Detecting those clues and interpreting them can be very difficult.
Homing in on information online depends on browsing for keyword evidence. Some people have a distinct advantage in this regard. Masterful browsers tend to have fairly developed language skills. This, coupled with a disposition to read carefully, puts them far ahead of otherwise skilled computer users. I know adults often feel inadequate when working with kids with lightning fast computer abilities. But adults, despite their technological shortcomings, tend to outperform prodigious children and teens when it comes to homing in on information.
I witnessed an example of this last evening when my wife pilot tested an assessment that Information Fluency is preparing to use with Center for Talent Development students at Northwestern University. Pat, not a computer user from birth, took about an hour to complete the 10 item pretest, most of which depends on careful reading and browsing--after all, investigative searching relies on being thorough and examining lots of clues. She only missed 2 items, which is typical of an adult who has mastered searching and evaluation. Middle school and high school students will take about half that time and miss the majority of the items.
The major difference boils down to reading and browsing carefully. Sure, there are other techniques in a skilled online investigator's toolkit, but careful reading and browsing can be used to solve most search challenges.
1. See every word as a clue It's really easy to overlook important keywords when skimming. The words and terms that matter most are typically nouns and numbers. Adjectives become important in detecting bias. Spotting these is easier by slowing down. If you have the attitude that words are clues--not just the specific keyword(s) you are looking for--you will probably have to adjust your speed.
2. Recognize and follow possible connections Here is where terms you weren't looking for become important and why it helps to have a good vocabulary. Synonyms and words used in the context of what you are looking for are all possible connections. It may help to think about what some of these other words are before reading. In terms of the Digital Information Fluency Model, this is known as finding better keywords as you search. You can't predict with 100% accuracy what keywords are necessary before you search. You have to pay attention and find them as you search.

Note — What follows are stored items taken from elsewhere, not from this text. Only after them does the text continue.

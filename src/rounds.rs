use soroban_sdk::Vec;
use crate::types::{PresaleError, Round, SaleState};

// ============================================================================
// PROGRESSÃO DE ROUNDS
// ============================================================================
//
// Não existe agendador: o round efetivo é recalculado a cada chamada a partir
// do estado salvo e do horário do ledger. Só compras confirmadas e o avanço
// forçado pelo admin persistem o cursor.
//
// Regra de carry:
// - avanço por capacidade: o tracker não muda
// - avanço por prazo: a capacidade não vendida do tier é perdida
//   (`forfeited`) e o tracker vai para o threshold do tier pulado, então o
//   próximo tier começa do seu baseline com capacidade cheia

/// Posição da venda dentro da tabela de rounds.
#[derive(Clone, Debug, Eq, PartialEq)]
pub struct RoundCursor {
    pub index: u32,
    pub tracker: i128,
    /// Unidades perdidas por avanços de prazo desde o estado salvo
    pub forfeited: i128,
    pub ended: bool,
}

impl RoundCursor {
    pub fn from_state(state: &SaleState) -> Self {
        RoundCursor {
            index: state.current_round,
            tracker: state.current_tracker,
            forfeited: 0,
            ended: false,
        }
    }
}

pub fn round_at(rounds: &Vec<Round>, index: u32) -> Result<Round, PresaleError> {
    rounds.get(index).ok_or(PresaleError::InvalidRounds)
}

/// Avança o cursor enquanto o tier atual estiver esgotado ou vencido.
/// No último tier, esgotado ou vencido significa venda encerrada.
pub fn advance(rounds: &Vec<Round>, cursor: &mut RoundCursor, now: u64) -> Result<(), PresaleError> {
    let last = rounds
        .len()
        .checked_sub(1)
        .ok_or(PresaleError::InvalidRounds)?;

    loop {
        let round = round_at(rounds, cursor.index)?;
        let sold_out = cursor.tracker >= round.capacity;
        let expired = now > round.end_time;

        if !sold_out && !expired {
            cursor.ended = false;
            return Ok(());
        }

        if !sold_out {
            let unsold = round.capacity - cursor.tracker;
            cursor.forfeited = cursor
                .forfeited
                .checked_add(unsold)
                .ok_or(PresaleError::InvalidAmount)?;
            cursor.tracker = round.capacity;
        }

        if cursor.index >= last {
            cursor.ended = true;
            return Ok(());
        }

        cursor.index += 1;
    }
}

/// Round efetivo para `now`, sem tocar no estado.
pub fn resolve_round(state: &SaleState, now: u64) -> Result<RoundCursor, PresaleError> {
    let mut cursor = RoundCursor::from_state(state);
    advance(&state.rounds, &mut cursor, now)?;
    Ok(cursor)
}

/// Avanço forçado (admin): perde o que sobrou do tier efetivo e passa
/// para o próximo. No último tier encerra a venda.
pub fn force_advance(state: &SaleState, now: u64) -> Result<RoundCursor, PresaleError> {
    let mut cursor = resolve_round(state, now)?;
    if cursor.ended || state.claim_configured() {
        return Err(PresaleError::SaleEnded);
    }

    let round = round_at(&state.rounds, cursor.index)?;
    let unsold = round.capacity - cursor.tracker;
    cursor.forfeited = cursor
        .forfeited
        .checked_add(unsold)
        .ok_or(PresaleError::InvalidAmount)?;
    cursor.tracker = round.capacity;

    advance(&state.rounds, &mut cursor, now)?;
    Ok(cursor)
}

/// Reprograma os prazos a partir de `from_index`:
/// end[from + i] = now + (i + 1) * per_round_time
pub fn reschedule(state: &mut SaleState, from_index: u32, now: u64) -> Result<(), PresaleError> {
    let mut step: u64 = 1;
    for index in from_index..state.rounds.len() {
        let mut round = round_at(&state.rounds, index)?;
        let offset = state
            .per_round_time
            .checked_mul(step)
            .ok_or(PresaleError::InvalidRounds)?;
        round.end_time = now.checked_add(offset).ok_or(PresaleError::InvalidRounds)?;
        state.rounds.set(index, round);
        step += 1;
    }
    Ok(())
}

/// Grava o cursor no estado. Se o round mudou e o modo dinâmico estiver
/// ligado, reprograma os prazos a partir do novo round.
pub fn commit(state: &mut SaleState, cursor: &RoundCursor, now: u64) -> Result<(), PresaleError> {
    let moved = cursor.index != state.current_round;

    state.current_round = cursor.index;
    state.current_tracker = cursor.tracker;
    state.unsold_tokens = state
        .unsold_tokens
        .checked_add(cursor.forfeited)
        .ok_or(PresaleError::InvalidAmount)?;

    if moved && state.dynamic_time_change {
        reschedule(state, cursor.index, now)?;
    }
    Ok(())
}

An example may help Let's say you're looking for the publisher of this site: http://www.spacetoday.net. First steps are usually to read the header and footer for the name of an organization or copyright information. Not seeing those, what stands out is the About Us link. Let the browsing begin. The name of the publisher is in the text of this page. In this case, it's an individual: "Spacetoday.net was founded by Jeff Foust." This wasn't a particularly difficult challenge, but many students will miss it because the name is embedded in the text. Moreover, Mr. Foust's role is represented with the word "founded" rather than "published." You have to know what these words mean, how they are used and related. Is the founder always the publisher? Not always. To make sure we've got the publisher, another source of information is required.